Understanding Afghanistan’s Recent Economic Development: A Comparative Analysis with Pakistan

Type Working Paper
Title Understanding Afghanistan’s Recent Economic Development: A Comparative Analysis with Pakistan
Author(s)
Publication (Day/Month/Year)
URL https://papers.ssrn.com/sol3/papers.cfm?abstract_id=2087792
Abstract
It is often assumed that Afghanistan’s economic problems stemmed from the internal
warfare that began in 1978 and continues to the present. But are the causes of its economic
problems much deeper? I consider this question by comparing it from 1961 to 2006 with Pakistan
(a neighboring country with a similarly low level of development in the early 1960s) in three
agricultural statistics: agricultural output growth, labor productivity growth in agriculture and
total factor productivity (TFP) growth in agriculture.
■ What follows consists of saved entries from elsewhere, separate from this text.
//! Tests for policy specification parsing

use churn::core::{ChurnError, PolicySpec};

#[test]
fn test_operation_is_text_before_first_colon() {
    for input in [
        "delete:pods",
        "delete:pods,services,limit=3",
        "delete:interval=10s",
        "scale:deployments,replicas=0",
        "delete:a:b",
    ] {
        let spec = PolicySpec::parse(input).unwrap();
        let expected = input.split(':').next().unwrap();
        assert_eq!(spec.operation, expected, "input {input}");
    }
}

#[test]
fn test_parameters_are_exactly_the_key_value_tokens() {
    let spec = PolicySpec::parse("delete:pods,interval=5s,services,limit=2").unwrap();
    let params: Vec<(&str, &str)> = spec
        .parameters
        .iter()
        .map(|(k, v)| (k.as_str(), v.as_str()))
        .collect();
    assert_eq!(params, vec![("interval", "5s"), ("limit", "2")]);
    assert_eq!(spec.resource_names, vec!["pods", "services"]);
}

#[test]
fn test_reserialized_spec_parses_to_same_structure() {
    let spec = PolicySpec::parse("delete:pods,limit=2,services,interval=1m").unwrap();
    let again = PolicySpec::parse(&spec.to_string()).unwrap();
    assert_eq!(spec, again);
}

#[test]
fn test_empty_input_fails() {
    assert!(matches!(PolicySpec::parse(""), Err(ChurnError::Parse(_))));
    assert!(matches!("".parse::<PolicySpec>(), Err(ChurnError::Parse(_))));
}

#[test]
fn test_operation_only() {
    let spec: PolicySpec = "delete".parse().unwrap();
    assert_eq!(spec.operation, "delete");
    assert!(spec.resource_names.is_empty());
    assert!(spec.parameters.is_empty());
}

#[test]
fn test_empty_value_is_still_a_parameter() {
    let spec = PolicySpec::parse("delete:limit=").unwrap();
    assert_eq!(spec.parameters["limit"], "");
    assert!(spec.resource_names.is_empty());
}
//! Configuration models for policy defaults and candidate selection.

pub mod churn;

pub use churn::{default_delete_candidates, ChurnConfig, DEFAULT_LABEL_SELECTOR};
//! Kubernetes backend: API discovery, reflector caches and dynamic deletes.

use std::collections::HashMap;
use std::sync::atomic::{AtomicBool, Ordering};
use std::sync::Arc;

use async_trait::async_trait;
use futures::StreamExt;
use kube::api::{Api, DeleteParams, DynamicObject};
use kube::discovery::ApiResource;
use kube::runtime::reflector::{self, store::Writer, Store};
use kube::runtime::watcher;
use kube::{Client, ResourceExt};
use tokio::task::JoinHandle;
use tracing::{debug, warn};

use crate::core::{
    ChurnError, ChurnResult, Connector, Discovery, LabelSelector, ObjectRef, RemoteStore,
    ResourceCache, ResourceTypeId,
};

fn resource_type_id(resource: &ApiResource) -> ResourceTypeId {
    ResourceTypeId::new(&resource.group, &resource.version, &resource.plural)
}

/// Short names keyed by `(group, plural)`.
type ShortNames = HashMap<(String, String), Vec<String>>;

/// Whether `name` (lowercased, group stripped) refers to `resource` by plural, kind or short name.
fn answers_to(resource: &ApiResource, short_names: &ShortNames, name: &str) -> bool {
    resource.plural == name
        || resource.kind.to_lowercase() == name
        || short_names
            .get(&(resource.group.clone(), resource.plural.clone()))
            .is_some_and(|names| names.iter().any(|n| n == name))
}

/// Short names of the preferred version of every group.
///
/// `kube::Discovery` drops them, so they come from the raw resource lists. A group
/// whose list cannot be fetched contributes none.
async fn fetch_short_names(client: &Client) -> ChurnResult<ShortNames> {
    let mut lists = vec![client
        .list_core_api_resources("v1")
        .await
        .map_err(|e| ChurnError::Runtime(format!("failed to list core resources: {e}")))?];
    let groups = client
        .list_api_groups()
        .await
        .map_err(|e| ChurnError::Runtime(format!("failed to list api groups: {e}")))?;
    for group in groups.groups {
        let Some(preferred) = group.preferred_version else {
            continue;
        };
        match client.list_api_group_resources(&preferred.group_version).await {
            Ok(list) => lists.push(list),
            Err(err) => warn!(group = %preferred.group_version, %err, "skipping short names"),
        }
    }

    let mut short_names = ShortNames::new();
    for list in lists {
        let group = list
            .group_version
            .split_once('/')
            .map_or("", |(group, _)| group)
            .to_string();
        for resource in list.resources {
            if let Some(names) = resource.short_names.filter(|names| !names.is_empty()) {
                short_names.insert((group.clone(), resource.name), names);
            }
        }
    }
    Ok(short_names)
}

/// Connection to a live cluster plus a snapshot of the resource types it serves.
#[derive(Clone)]
pub struct KubeCluster {
    client: Client,
    /// Preferred version of every resource, used for name resolution.
    preferred: Vec<ApiResource>,
    /// Every served group/version/resource.
    served: Arc<HashMap<ResourceTypeId, ApiResource>>,
    short_names: Arc<ShortNames>,
}

impl KubeCluster {
    /// Connect with the default kubeconfig or in-cluster configuration and run discovery.
    pub async fn connect() -> ChurnResult<Self> {
        let client = Client::try_default()
            .await
            .map_err(|e| ChurnError::Runtime(format!("failed to build client config: {e}")))?;
        let discovery = kube::Discovery::new(client.clone())
            .run()
            .await
            .map_err(|e| ChurnError::Runtime(format!("failed to discover resources: {e}")))?;

        let mut preferred = Vec::new();
        let mut served = HashMap::new();
        for group in discovery.groups() {
            for (resource, _caps) in group.recommended_resources() {
                preferred.push(resource);
            }
            for version in group.versions() {
                for (resource, _caps) in group.versioned_resources(version) {
                    served.insert(resource_type_id(&resource), resource);
                }
            }
        }
        let short_names = fetch_short_names(&client).await?;
        debug!(
            types = served.len(),
            short_names = short_names.len(),
            "discovered resource types"
        );

        Ok(Self {
            client,
            preferred,
            served: Arc::new(served),
            short_names: Arc::new(short_names),
        })
    }
}

impl Discovery for KubeCluster {
    fn resolve(&self, name: &str) -> ChurnResult<ResourceTypeId> {
        let lowered = name.to_lowercase();
        let (plural, group) = match lowered.split_once('.') {
            Some((plural, group)) => (plural, Some(group)),
            None => (lowered.as_str(), None),
        };

        let mut matches: Vec<ResourceTypeId> = self
            .preferred
            .iter()
            .filter(|r| answers_to(r, &self.short_names, plural))
            .filter(|r| group.is_none_or(|g| r.group == g))
            .map(resource_type_id)
            .collect();
        matches.sort();
        matches.dedup();

        match matches.len() {
            0 => Err(ChurnError::Resolution(format!("unknown resource: {name}"))),
            1 => Ok(matches.remove(0)),
            _ => {
                let names: Vec<String> = matches.iter().map(ToString::to_string).collect();
                Err(ChurnError::Resolution(format!(
                    "ambiguous resource {name}: matches {}",
                    names.join(", ")
                )))
            }
        }
    }
}

impl Connector for KubeCluster {
    fn open_cache(
        &self,
        resource: &ResourceTypeId,
        selector: &LabelSelector,
    ) -> ChurnResult<Box<dyn ResourceCache>> {
        let Some(api_resource) = self.served.get(resource) else {
            warn!(%resource, "resource type is not served, its cache will never sync");
            return Ok(Box::new(DormantCache));
        };
        Ok(Box::new(ReflectorCache::start(
            self.client.clone(),
            api_resource.clone(),
            selector,
        )))
    }

    fn open_store(&self) -> ChurnResult<Box<dyn RemoteStore>> {
        Ok(Box::new(KubeStore {
            client: self.client.clone(),
            served: Arc::clone(&self.served),
        }))
    }
}

/// Reflector-backed mirror of one resource type.
struct ReflectorCache {
    reader: Store<DynamicObject>,
    kind: String,
    synced: Arc<AtomicBool>,
    watch: Option<JoinHandle<()>>,
}

impl ReflectorCache {
    fn start(client: Client, resource: ApiResource, selector: &LabelSelector) -> Self {
        let api: Api<DynamicObject> = Api::all_with(client, &resource);
        let writer = Writer::<DynamicObject>::new(resource.clone());
        let reader = writer.as_reader();
        let synced = Arc::new(AtomicBool::new(false));

        let config = watcher::Config::default().labels(&selector.to_string());
        let stream = reflector::reflector(writer, watcher::watcher(api, config));
        let flag = Arc::clone(&synced);
        let plural = resource.plural.clone();
        let watch = tokio::spawn(async move {
            let mut stream = std::pin::pin!(stream);
            while let Some(event) = stream.next().await {
                match event {
                    Ok(watcher::Event::InitDone) => {
                        flag.store(true, Ordering::Release);
                        debug!(resource = %plural, "cache synced");
                    }
                    Ok(_) => {}
                    Err(err) => warn!(resource = %plural, %err, "watch failed"),
                }
            }
        });

        Self {
            reader,
            kind: resource.kind,
            synced,
            watch: Some(watch),
        }
    }
}

impl ResourceCache for ReflectorCache {
    fn has_synced(&self) -> bool {
        self.synced.load(Ordering::Acquire)
    }

    fn list(&self) -> ChurnResult<Vec<ObjectRef>> {
        Ok(self
            .reader
            .state()
            .iter()
            .map(|object| ObjectRef {
                namespace: object.namespace().unwrap_or_default(),
                name: object.name_any(),
                kind: self.kind.clone(),
                labels: object.labels().clone(),
            })
            .collect())
    }

    fn stop(&mut self) {
        if let Some(watch) = self.watch.take() {
            watch.abort();
        }
    }
}

/// Cache for a type the cluster does not serve.
struct DormantCache;

impl ResourceCache for DormantCache {
    fn has_synced(&self) -> bool {
        false
    }

    fn list(&self) -> ChurnResult<Vec<ObjectRef>> {
        Ok(Vec::new())
    }

    fn stop(&mut self) {}
}

struct KubeStore {
    client: Client,
    served: Arc<HashMap<ResourceTypeId, ApiResource>>,
}

#[async_trait]
impl RemoteStore for KubeStore {
    async fn delete(
        &self,
        resource: &ResourceTypeId,
        namespace: &str,
        name: &str,
    ) -> ChurnResult<()> {
        let api_resource = self.served.get(resource).ok_or_else(|| {
            ChurnError::Runtime(format!("resource type is not served: {resource}"))
        })?;
        let api: Api<DynamicObject> = if namespace.is_empty() {
            Api::all_with(self.client.clone(), api_resource)
        } else {
            Api::namespaced_with(self.client.clone(), namespace, api_resource)
        };
        api.delete(name, &DeleteParams::default())
            .await
            .map(|_| ())
            .map_err(|e| {
                ChurnError::Runtime(format!("failed to delete {resource} {namespace}/{name}: {e}"))
            })
    }
}

#[cfg(test)]
mod tests {
    use super::*;

    fn services() -> ApiResource {
        ApiResource {
            group: String::new(),
            version: "v1".into(),
            api_version: "v1".into(),
            kind: "Service".into(),
            plural: "services".into(),
        }
    }

    #[test]
    fn resolves_plural_kind_and_short_names() {
        let short_names = ShortNames::from([(
            (String::new(), "services".to_string()),
            vec!["svc".to_string()],
        )]);
        let resource = services();
        assert!(answers_to(&resource, &short_names, "services"));
        assert!(answers_to(&resource, &short_names, "service"));
        assert!(answers_to(&resource, &short_names, "svc"));
        assert!(!answers_to(&resource, &short_names, "po"));
        assert!(!answers_to(&resource, &ShortNames::new(), "svc"));
    }
}
//! Compiles parsed policy specs into runnable tasks.

use std::sync::Arc;

use rand::rngs::StdRng;
use rand::SeedableRng;
use tracing::{info, warn};

use crate::config::ChurnConfig;
use crate::core::{
    ChurnError, ChurnResult, Connector, DeleteTask, Discovery, LabelSelector, Policy, PolicySpec,
    ResourceCache, ResourceTypeId, Task,
};

/// Operation name of the deletion policy.
pub const DELETE_OPERATION: &str = "delete";

/// Resolves, validates and instantiates policies against a cluster backend.
pub struct PolicyCompiler {
    config: ChurnConfig,
    selector: LabelSelector,
    discovery: Arc<dyn Discovery>,
    connector: Arc<dyn Connector>,
}

impl PolicyCompiler {
    /// Create a compiler. Fails if the configured label selector is malformed.
    pub fn new(
        config: ChurnConfig,
        discovery: Arc<dyn Discovery>,
        connector: Arc<dyn Connector>,
    ) -> ChurnResult<Self> {
        let selector = config.label_selector.parse()?;
        Ok(Self {
            config,
            selector,
            discovery,
            connector,
        })
    }

    /// Configuration the compiler applies.
    pub const fn config(&self) -> &ChurnConfig {
        &self.config
    }

    /// Resolve and validate a spec into a policy, without opening any handles.
    pub fn compile_policy(&self, spec: &PolicySpec) -> ChurnResult<Policy> {
        let mut policy = Policy::new(self.config.default_interval(), self.config.default_limit);

        let resolved = spec
            .resource_names
            .iter()
            .map(|name| self.discovery.resolve(name))
            .collect::<ChurnResult<Vec<_>>>()?;
        for resource in resolved {
            policy.add_resource(resource)?;
        }

        for (key, value) in &spec.parameters {
            match key.as_str() {
                "interval" => match humantime::parse_duration(value) {
                    Ok(interval) => policy.interval = interval,
                    Err(err) => warn!(%value, %err, "ignoring malformed interval"),
                },
                "limit" => match value.parse::<usize>() {
                    Ok(limit) => policy.limit = limit,
                    Err(err) => warn!(%value, %err, "ignoring malformed limit"),
                },
                _ => {
                    return Err(ChurnError::Config(format!("invalid parameter name: {key}")));
                }
            }
        }

        let min_interval = self.config.min_interval();
        if policy.interval < min_interval {
            return Err(ChurnError::Config(format!(
                "interval {} is below the minimum of {}",
                humantime::format_duration(policy.interval),
                humantime::format_duration(min_interval)
            )));
        }

        if policy.resources.is_empty() {
            for resource in &self.config.default_resources {
                policy.add_resource(resource.clone())?;
            }
        }

        Ok(policy)
    }

    /// Compile a spec into a task. `index` distinguishes tasks when seeding.
    pub fn compile(&self, spec: &PolicySpec, index: usize) -> ChurnResult<Box<dyn Task>> {
        let policy = self.compile_policy(spec)?;

        match spec.operation.as_str() {
            DELETE_OPERATION => {
                let task = self.build_delete_task(spec.to_string(), policy, index)?;
                Ok(Box::new(task))
            }
            other => Err(ChurnError::Config(format!("invalid operation name: {other}"))),
        }
    }

    /// Parse and compile every argument. Any failure aborts the whole set and releases
    /// the handles of tasks already built.
    pub fn compile_all<S: AsRef<str>>(&self, args: &[S]) -> ChurnResult<Vec<Box<dyn Task>>> {
        let specs = args
            .iter()
            .map(|arg| PolicySpec::parse(arg.as_ref()))
            .collect::<ChurnResult<Vec<_>>>()?;

        let mut tasks: Vec<Box<dyn Task>> = Vec::with_capacity(specs.len());
        for (index, spec) in specs.iter().enumerate() {
            match self.compile(spec, index) {
                Ok(task) => tasks.push(task),
                Err(err) => {
                    for task in &mut tasks {
                        task.finalize();
                    }
                    return Err(err);
                }
            }
        }
        Ok(tasks)
    }

    fn build_delete_task(
        &self,
        name: String,
        policy: Policy,
        index: usize,
    ) -> ChurnResult<DeleteTask> {
        let mut caches: Vec<(ResourceTypeId, Box<dyn ResourceCache>)> =
            Vec::with_capacity(policy.resources.len());
        for resource in &policy.resources {
            match self.connector.open_cache(resource, &self.selector) {
                Ok(cache) => caches.push((resource.clone(), cache)),
                Err(err) => {
                    for (_, cache) in &mut caches {
                        cache.stop();
                    }
                    return Err(err);
                }
            }
        }
        let store = match self.connector.open_store() {
            Ok(store) => store,
            Err(err) => {
                for (_, cache) in &mut caches {
                    cache.stop();
                }
                return Err(err);
            }
        };

        info!(task = %name, %policy, "compiled delete policy");
        let task = DeleteTask::new(name, policy, caches, store);
        Ok(match self.config.seed {
            Some(seed) => task.with_rng(StdRng::seed_from_u64(seed.wrapping_add(index as u64))),
            None => task,
        })
    }
}

#[cfg(test)]
mod tests {
    use std::time::Duration;

    use super::*;
    use crate::infra::memory::InMemoryCluster;

    fn compiler() -> PolicyCompiler {
        let cluster = Arc::new(InMemoryCluster::with_default_types());
        PolicyCompiler::new(ChurnConfig::default(), cluster.clone(), cluster).unwrap()
    }

    fn policy(text: &str) -> ChurnResult<Policy> {
        compiler().compile_policy(&PolicySpec::parse(text).unwrap())
    }

    #[test]
    fn defaults_apply_when_nothing_is_named() {
        let policy = policy("delete").unwrap();
        assert_eq!(policy.interval, Duration::from_secs(60));
        assert_eq!(policy.limit, 1);
        assert_eq!(policy.resources, ChurnConfig::default().default_resources);
    }

    #[test]
    fn parameters_override_defaults() {
        let policy = policy("delete:pods,interval=2m,limit=5").unwrap();
        assert_eq!(policy.resources, vec![ResourceTypeId::new("", "v1", "pods")]);
        assert_eq!(policy.interval, Duration::from_secs(120));
        assert_eq!(policy.limit, 5);
    }

    #[test]
    fn interval_below_minimum_fails() {
        assert!(matches!(policy("delete:interval=500ms"), Err(ChurnError::Config(_))));
        assert!(policy("delete:interval=1s").is_ok());
    }

    #[test]
    fn unknown_parameter_fails() {
        let err = policy("delete:foo=bar").unwrap_err();
        assert_eq!(err, ChurnError::Config("invalid parameter name: foo".into()));
    }

    #[test]
    fn duplicate_resource_fails() {
        assert!(matches!(policy("delete:pods,pods"), Err(ChurnError::Config(_))));
        // Different spellings of the same type are still duplicates.
        assert!(matches!(policy("delete:pods,pod"), Err(ChurnError::Config(_))));
    }

    #[test]
    fn resolution_error_comes_first() {
        assert!(matches!(
            policy("delete:nosuchthing,foo=bar"),
            Err(ChurnError::Resolution(_))
        ));
    }

    #[test]
    fn unknown_operation_is_checked_after_parameters() {
        let compiler = compiler();
        let err = compiler
            .compile(&PolicySpec::parse("scale:pods").unwrap(), 0)
            .err()
            .unwrap();
        assert_eq!(err, ChurnError::Config("invalid operation name: scale".into()));

        let err = compiler
            .compile(&PolicySpec::parse("scale:foo=1").unwrap(), 0)
            .err()
            .unwrap();
        assert_eq!(err, ChurnError::Config("invalid parameter name: foo".into()));
    }

    #[test]
    fn malformed_values_keep_defaults() {
        let policy = policy("delete:interval=soon,limit=-3").unwrap();
        assert_eq!(policy.interval, Duration::from_secs(60));
        assert_eq!(policy.limit, 1);
    }

    #[test]
    fn compile_all_is_all_or_nothing() {
        let compiler = compiler();
        assert!(compiler.compile_all(&["delete:pods", ""]).is_err());
        let tasks = compiler.compile_all(&["delete:pods", "delete:services,limit=3"]).unwrap();
        assert_eq!(tasks.len(), 2);
        assert_eq!(tasks[1].name(), "delete:services,limit=3");
    }
}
Because it constitutes such a large portion of
GDP, opium data is included for Afghanistan. I find for all three measurements Afghanistan fell
behind Pakistan well before 1978 providing evidence that more than just conflict explains
Afghanistan’s lack of development. The fact that the exact timing Afghanistan fell behind Pakistan
was when Green Revolution technology entered the region and given Afghanistan adopted little
such technology relative to Pakistan, I find evidence the failure to adopt such technology was at
least partly responsible. This paper is the first to calculate the agricultural labor productivity and
total factor productivity in agriculture for Afghanistan.